───── Available data ─────

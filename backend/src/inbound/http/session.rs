//! Session helpers so handlers deal in user ids, not cookie plumbing.

use actix_session::Session;
use actix_web::{FromRequest, HttpRequest, dev::Payload};
use futures_util::future::LocalBoxFuture;
use tracing::warn;

use crate::domain::{Error, UserId};

pub(crate) const USER_ID_KEY: &str = "user_id";
pub(crate) const PASSWORD_CONFIRMED_AT_KEY: &str = "password_confirmed_at";

/// Wrapper exposing the session operations the API needs.
#[derive(Clone)]
pub struct SessionContext(Session);

impl SessionContext {
    pub fn new(session: Session) -> Self {
        Self(session)
    }

    /// Bind the session to `user_id`, rotating the cookie.
    pub fn persist_user(&self, user_id: &UserId) -> Result<(), Error> {
        self.0.renew();
        self.0
            .insert(USER_ID_KEY, user_id.to_string())
            .map_err(|error| Error::internal(format!("failed to persist session: {error}")))
    }

    /// User id stored in the session, if any.
    ///
    /// A value that does not parse is treated as absent.
    pub fn user_id(&self) -> Result<Option<UserId>, Error> {
        let raw = self
            .0
            .get::<String>(USER_ID_KEY)
            .map_err(|error| Error::internal(format!("failed to read session: {error}")))?;
        let Some(raw) = raw else {
            return Ok(None);
        };
        match UserId::new(&raw) {
            Ok(id) => Ok(Some(id)),
            Err(error) => {
                warn!(%error, "invalid user id in session cookie");
                Ok(None)
            }
        }
    }

    /// Require a logged-in user id or fail with `401`.
    pub fn require_user_id(&self) -> Result<UserId, Error> {
        self.user_id()?
            .ok_or_else(|| Error::unauthorized("login required"))
    }

    /// Record a successful password confirmation at `epoch_seconds`.
    pub fn mark_password_confirmed(&self, epoch_seconds: i64) -> Result<(), Error> {
        self.0
            .insert(PASSWORD_CONFIRMED_AT_KEY, epoch_seconds)
            .map_err(|error| Error::internal(format!("failed to persist session: {error}")))
    }

    /// Drop every session entry and expire the cookie.
    pub fn purge(&self) {
        self.0.purge();
    }
}

impl FromRequest for SessionContext {
    type Error = actix_web::Error;
    type Future = LocalBoxFuture<'static, Result<Self, Self::Error>>;

    fn from_request(req: &HttpRequest, payload: &mut Payload) -> Self::Future {
        let fut = Session::from_request(req, payload);
        Box::pin(async move { fut.await.map(SessionContext::new) })
    }
}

─────

Required action
Find each line holding the string "SessionContext" in the listing above, then copy it.

Response area
pub struct SessionContext(Session);
impl SessionContext {
impl FromRequest for SessionContext {
        Box::pin(async move { fut.await.map(SessionContext::new) })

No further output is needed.